Extracted records:
Start of Block

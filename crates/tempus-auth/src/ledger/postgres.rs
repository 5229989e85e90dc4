//! PostgreSQL-backed token ledger.

use std::sync::Arc;

use async_trait::async_trait;
use uuid::Uuid;

use tempus_core::AppResult;
use tempus_database::repositories::token::TokenRepository;
use tempus_entity::token::NewToken;

use super::TokenLedger;

/// Token ledger backed by the `token_blacklist` table.
///
/// All operations delegate to single-statement repository calls; the
/// pair insert runs in one transaction inside the repository.
#[derive(Debug, Clone)]
pub struct PostgresTokenLedger {
    repo: Arc<TokenRepository>,
}

impl PostgresTokenLedger {
    /// Creates a ledger over the given repository.
    pub fn new(repo: Arc<TokenRepository>) -> Self {
        Self { repo }
    }
}

#[async_trait]
impl TokenLedger for PostgresTokenLedger {
    async fn record(&self, token: NewToken) -> AppResult<()> {
        self.repo.insert(&token).await?;
        Ok(())
    }

    async fn record_pair(&self, access: NewToken, refresh: NewToken) -> AppResult<()> {
        self.repo.insert_pair(&access, &refresh).await
    }

    async fn revoke(&self, jti: Uuid) -> AppResult<()> {
        self.repo.revoke(jti).await
    }

    async fn is_revoked(&self, jti: Uuid) -> AppResult<bool> {
        self.repo.is_revoked(jti).await
    }

    async fn revoke_all_for(&self, subject: &str) -> AppResult<u64> {
        self.repo.revoke_all_for_subject(subject).await
    }
}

End of Block

* [ASSIGNMENT] Of all the entries above, output exactly the lines between the one holding "pub fn new(repo: Arc<TokenRepository>)" and the one holding "self.repo.is_revoked(jti).await", inclusive.

* [REPLY TO THE EXERCISE]
    pub fn new(repo: Arc<TokenRepository>) -> Self {
        Self { repo }
    }
}

#[async_trait]
impl TokenLedger for PostgresTokenLedger {
    async fn record(&self, token: NewToken) -> AppResult<()> {
        self.repo.insert(&token).await?;
        Ok(())
    }

    async fn record_pair(&self, access: NewToken, refresh: NewToken) -> AppResult<()> {
        self.repo.insert_pair(&access, &refresh).await
    }

    async fn revoke(&self, jti: Uuid) -> AppResult<()> {
        self.repo.revoke(jti).await
    }

    async fn is_revoked(&self, jti: Uuid) -> AppResult<bool> {
        self.repo.is_revoked(jti).await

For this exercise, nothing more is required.